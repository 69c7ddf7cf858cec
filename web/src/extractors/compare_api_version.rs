use crate::extractors::RejectionType;
use axum::{
    async_trait,
    extract::FromRequestParts,
    http::{request::Parts, StatusCode},
};
use service::config::ApiVersion;

/// Extracts the `x-version` request header and checks it against the list of
/// API versions this server exposes. A request without the header is assumed
/// to want the current default version; a request for a version we do not
/// serve is rejected outright.
pub(crate) struct CompareApiVersion(pub ApiVersion);

#[async_trait]
impl<S> FromRequestParts<S> for CompareApiVersion
where
    S: Send + Sync,
{
    type Rejection = RejectionType;

    async fn from_request_parts(parts: &mut Parts, _state: &S) -> Result<Self, Self::Rejection> {
        let version_str = match parts.headers.get(ApiVersion::field_name()) {
            Some(value) => value
                .to_str()
                .map_err(|_| {
                    (
                        StatusCode::BAD_REQUEST,
                        format!("Invalid {} header", ApiVersion::field_name()),
                    )
                })?
                .to_string(),
            None => ApiVersion::default_version().to_string(),
        };

        if !ApiVersion::versions().contains(&version_str.as_str()) {
            return Err((
                StatusCode::BAD_REQUEST,
                format!("Unsupported API version: {version_str}"),
            ));
        }

        let version = version_str.parse().map_err(|_| {
            (
                StatusCode::BAD_REQUEST,
                format!("Unparseable API version: {version_str}"),
            )
        })?;

        Ok(CompareApiVersion(ApiVersion { version }))
    }
}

____________

Copy out every entry above exactly.

### Reply
repository 69c7ddf7cf858cec
filename web/src/extractors/compare_api_version.rs
use crate::extractors::RejectionType;
use axum::{
    async_trait,
    extract::FromRequestParts,
    http::{request::Parts, StatusCode},
};
use service::config::ApiVersion;

/// Extracts the `x-version` request header and checks it against the list of
/// API versions this server exposes. A request without the header is assumed
/// to want the current default version; a request for a version we do not
/// serve is rejected outright.
pub(crate) struct CompareApiVersion(pub ApiVersion);

#[async_trait]
impl<S> FromRequestParts<S> for CompareApiVersion
where
    S: Send + Sync,
{
    type Rejection = RejectionType;

    async fn from_request_parts(parts: &mut Parts, _state: &S) -> Result<Self, Self::Rejection> {
        let version_str = match parts.headers.get(ApiVersion::field_name()) {
            Some(value) => value
                .to_str()
                .map_err(|_| {
                    (
                        StatusCode::BAD_REQUEST,
                        format!("Invalid {} header", ApiVersion::field_name()),
                    )
                })?
                .to_string(),
            None => ApiVersion::default_version().to_string(),
        };

        if !ApiVersion::versions().contains(&version_str.as_str()) {
            return Err((
                StatusCode::BAD_REQUEST,
                format!("Unsupported API version: {version_str}"),
            ));
        }

        let version = version_str.parse().map_err(|_| {
            (
                StatusCode::BAD_REQUEST,
                format!("Unparseable API version: {version_str}"),
            )
        })?;

        Ok(CompareApiVersion(ApiVersion { version }))
    }
}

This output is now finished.